Month 42 looks a lot different than month one. Daughter, sister, friend, wife, teacher, widow, creator, maker, plant lover, wife again… Of all the hats I wear and roles I play, I’d call myself a fragmented mess this week.
Pouring over my journal from the first year after my husband, Tim, died, I recorded snippets I wrote in week one, month one, month seven, month twenty-four. I transcribed Bible verses that had buoyed me through some of my earliest, darkest days. Then moving bits and pieces around, I tried to pull out some sharable message from the blur of memories and past thinking. I edited down, slept on it, reread it, waiting for that moment when it all clicked. But something wasn’t right. This wasn’t how my writing went—it usually came pouring out of me in one fell swoop needing only a few grammatical fixes and then, boom. Done.
Why was this so hard for me? Why couldn’t I find the words to share one of my most sacred stories? Frustrated and sad, I talked it through with my now husband, Ben, who knew and deeply loved Tim, and watched me walk through the last years of cancer and the early days of grief. He knows the details well, he knows my heart, he has seen the underside of grief that can carry me away, and he agreed that something wasn’t quite ringing true in my words. He encouraged me to write from my perspective today, not from my past. I had changed, but I was trying to go back and tell an old version of my story. So, I deleted it all—all 2,500(!) words I originally gathered, all of my efforts to explain what this is like, and started over early one morning, after the week that had kicked my butt was finally over.
The word widow doesn’t quite feel right for me – it never has. I wish I could create a word without the charged, pitied image that comes to mind. Even that though, the desire for a different title, shows this deep longing I’ve felt my whole life. I don’t know if you’re like me, but I fear the potential of being misunderstood, especially on my dark days. Yet once your person dies and you’re left with a shattered world to eventually reclaim as your own, being misunderstood is part of your inherited struggle. How could we possibly articulate what this is like?
Here we are – irreversibly different. Now, I talk to hummingbirds every day because that is one of the ways I feel close to Tim, when before, I wasn’t really sure I believed in anything like that. Now, I lead a room full of fifth-graders through the ups and down of learning (and hormones starting), when three and a half years ago, I could barely get out of my bed.
I now have an innate sense of how to show up for my student whose mom just died of cancer. God is aligning me – he is using and growing every part of me – all the pain, loss, and confusion, as well as all the persistence, connection, and hope. Without having lost Tim, I wouldn’t know how to do this. I am so incredibly sad for my student and his family, and so incredibly glad to love him from a deep place of knowing.

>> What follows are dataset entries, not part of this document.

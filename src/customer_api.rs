use std::collections::HashMap;

use axum::{
    extract::{Extension, Path, Query},
    http::Method,
    response::Response,
    routing::{get, post, put},
    Json, Router,
};
use serde_json::Value;
use uuid::Uuid;

use crate::config;
use crate::downstream::relay;
use crate::error::{AppError, AppResult};
use crate::extractor::AuthedCustomer;

/// Customer-facing billing and analytics mounts. Each handler authenticates
/// the caller by API key, forces the resolved customer id, and forwards to
/// the billing process.
pub fn routes() -> Router {
    Router::new()
        .route("/billing/current-period", get(current_period))
        .route("/billing/current-usage", get(current_usage))
        .route("/billing/history", get(history))
        .route("/billing/tiers", get(tiers))
        .route("/billing/preview-upgrade", post(preview_upgrade))
        .route("/billing/invoices", get(list_invoices))
        .route("/billing/invoices/summary", get(invoice_summary))
        .route("/billing/invoices/:id", get(invoice_by_id))
        .route("/billing/invoices/:id/status", put(update_invoice_status))
        .route("/billing/invoices/:id/mark-paid", put(mark_invoice_paid))
        .route("/analytics/usage-count", get(analytics_passthrough))
        .route("/analytics/trends", get(analytics_passthrough))
        .route("/analytics/top-endpoints", get(analytics_passthrough))
        .route("/analytics/error-rate", get(analytics_passthrough))
        .route("/analytics/growth", get(analytics_passthrough))
}

/// Caller-supplied params minus any customer override, plus the authenticated
/// customer id.
fn scoped_params(raw: HashMap<String, String>, customer_id: Uuid) -> Vec<(String, String)> {
    let mut params: Vec<(String, String)> = raw
        .into_iter()
        .filter(|(key, _)| key != "customerId")
        .collect();
    params.push(("customerId".to_string(), customer_id.to_string()));
    params
}

async fn forward_billing(
    client: &reqwest::Client,
    method: Method,
    path: &str,
    params: Vec<(String, String)>,
    body: Option<&Value>,
) -> AppResult<Response> {
    let url = format!("{}{}", config::BILLING_SERVICE_URL.as_str(), path);
    relay(client, method, url, &params, body).await
}

pub async fn current_period(
    AuthedCustomer(context): AuthedCustomer,
    Extension(client): Extension<reqwest::Client>,
    Query(raw): Query<HashMap<String, String>>,
) -> AppResult<Response> {
    forward_billing(
        &client,
        Method::GET,
        "/billing/current-period",
        scoped_params(raw, context.customer.id),
        None,
    )
    .await
}

pub async fn current_usage(
    AuthedCustomer(context): AuthedCustomer,
    Extension(client): Extension<reqwest::Client>,
    Query(raw): Query<HashMap<String, String>>,
) -> AppResult<Response> {
    forward_billing(
        &client,
        Method::GET,
        "/billing/current-usage",
        scoped_params(raw, context.customer.id),
        None,
    )
    .await
}

pub async fn history(
    AuthedCustomer(context): AuthedCustomer,
    Extension(client): Extension<reqwest::Client>,
    Query(raw): Query<HashMap<String, String>>,
) -> AppResult<Response> {
    forward_billing(
        &client,
        Method::GET,
        "/billing/history",
        scoped_params(raw, context.customer.id),
        None,
    )
    .await
}

pub async fn tiers(
    AuthedCustomer(context): AuthedCustomer,
    Extension(client): Extension<reqwest::Client>,
    Query(raw): Query<HashMap<String, String>>,
) -> AppResult<Response> {
    forward_billing(
        &client,
        Method::GET,
        "/billing/tiers",
        scoped_params(raw, context.customer.id),
        None,
    )
    .await
}

pub async fn preview_upgrade(
    AuthedCustomer(context): AuthedCustomer,
    Extension(client): Extension<reqwest::Client>,
    Json(payload): Json<Value>,
) -> AppResult<Response> {
    let Value::Object(mut body) = payload else {
        return Err(AppError::BadRequest("expected a JSON object body".into()));
    };
    body.insert(
        "customerId".to_string(),
        Value::String(context.customer.id.to_string()),
    );
    forward_billing(
        &client,
        Method::POST,
        "/billing/preview-upgrade",
        Vec::new(),
        Some(&Value::Object(body)),
    )
    .await
}

pub async fn list_invoices(
    AuthedCustomer(context): AuthedCustomer,
    Extension(client): Extension<reqwest::Client>,
    Query(raw): Query<HashMap<String, String>>,
) -> AppResult<Response> {
    forward_billing(
        &client,
        Method::GET,
        "/billing/invoices",
        scoped_params(raw, context.customer.id),
        None,
    )
    .await
}

pub async fn invoice_summary(
    AuthedCustomer(context): AuthedCustomer,
    Extension(client): Extension<reqwest::Client>,
    Query(raw): Query<HashMap<String, String>>,
) -> AppResult<Response> {
    forward_billing(
        &client,
        Method::GET,
        "/billing/invoices/summary",
        scoped_params(raw, context.customer.id),
        None,
    )
    .await
}

pub async fn invoice_by_id(
    AuthedCustomer(context): AuthedCustomer,
    Extension(client): Extension<reqwest::Client>,
    Path(id): Path<Uuid>,
    Query(raw): Query<HashMap<String, String>>,
) -> AppResult<Response> {
    forward_billing(
        &client,
        Method::GET,
        &format!("/billing/invoices/{id}"),
        scoped_params(raw, context.customer.id),
        None,
    )
    .await
}

pub async fn update_invoice_status(
    AuthedCustomer(context): AuthedCustomer,
    Extension(client): Extension<reqwest::Client>,
    Path(id): Path<Uuid>,
    Json(payload): Json<Value>,
) -> AppResult<Response> {
    forward_billing(
        &client,
        Method::PUT,
        &format!("/billing/invoices/{id}/status"),
        scoped_params(HashMap::new(), context.customer.id),
        Some(&payload),
    )
    .await
}

pub async fn mark_invoice_paid(
    AuthedCustomer(context): AuthedCustomer,
    Extension(client): Extension<reqwest::Client>,
    Path(id): Path<Uuid>,
) -> AppResult<Response> {
    forward_billing(
        &client,
        Method::PUT,
        &format!("/billing/invoices/{id}/mark-paid"),
        scoped_params(HashMap::new(), context.customer.id),
        None,
    )
    .await
}

/// Analytics mounts share one shape: same path on the analytics service with
/// the customer id forced.
pub async fn analytics_passthrough(
    AuthedCustomer(context): AuthedCustomer,
    Extension(client): Extension<reqwest::Client>,
    axum::extract::OriginalUri(uri): axum::extract::OriginalUri,
    Query(raw): Query<HashMap<String, String>>,
) -> AppResult<Response> {
    let url = format!("{}{}", config::ANALYTICS_SERVICE_URL.as_str(), uri.path());
    relay(
        &client,
        Method::GET,
        url,
        &scoped_params(raw, context.customer.id),
        None,
    )
    .await
}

I now have an intimate relationship with feeling two (or more!) emotions simultaneously that seem to contradict one another – joy and sadness, peace and confusion, hope and sometimes even despair. Once you lose someone, the gray feels much more like home than the black and white naivete that, “it’ll all work out.” Well, it didn’t work out, and yet here I am, continuing to live a life full of promise, love, and meaning. I’m sad and I’m grateful. Now, my relationship to God has a frankness that is so much more compelling and real than the felt-storyboard version of faith I started growing as a child. God is good, all the time, not just when things are “going well.” I am grateful for His unchanging character in the midst of the constant ebb and flow of this life.
During an assembly at my school, we watched a short video about raising money for kids with cancer. As soon as I saw that the main character was a little redheaded boy (Tim was a redhead before chemo made him bleachy blond), I leaned over to my mentor and said, “I don’t think I can watch this.” Of course, I did, though, and as the story progressed, tears started falling down my cheeks, ever more rapidly. I couldn’t get it together and could tell the kindergarteners I was sitting by were wondering what was up with me… so I stepped out. I sat, I sobbed, I was comforted by colleagues who know all about Tim- I was completely swept away by a wave of grief so fresh it felt like month one all over again. And then, back I went, red face and all, to check in with my fifth-graders, sharing how much that video reminded me of Tim, and how important it is to help families going through cancer. Then, we kept going with our day.
We keep going. We are sad, funny, scared, irritated, thankful, bold, quiet, loud, and every contradiction possible, in the most beautiful, fragmented, pieced together ways. We may not ever be able to fully let others into this experience – to be misunderstood is part of this path – and yet we know that God sees us. The inevitable growth and change of grief may make people uncomfortable, but it also creates in us a beauty that can really change lives. My hope as you read my words is that you feel space to feel all the layers, to press into who God is shaping you to be, today.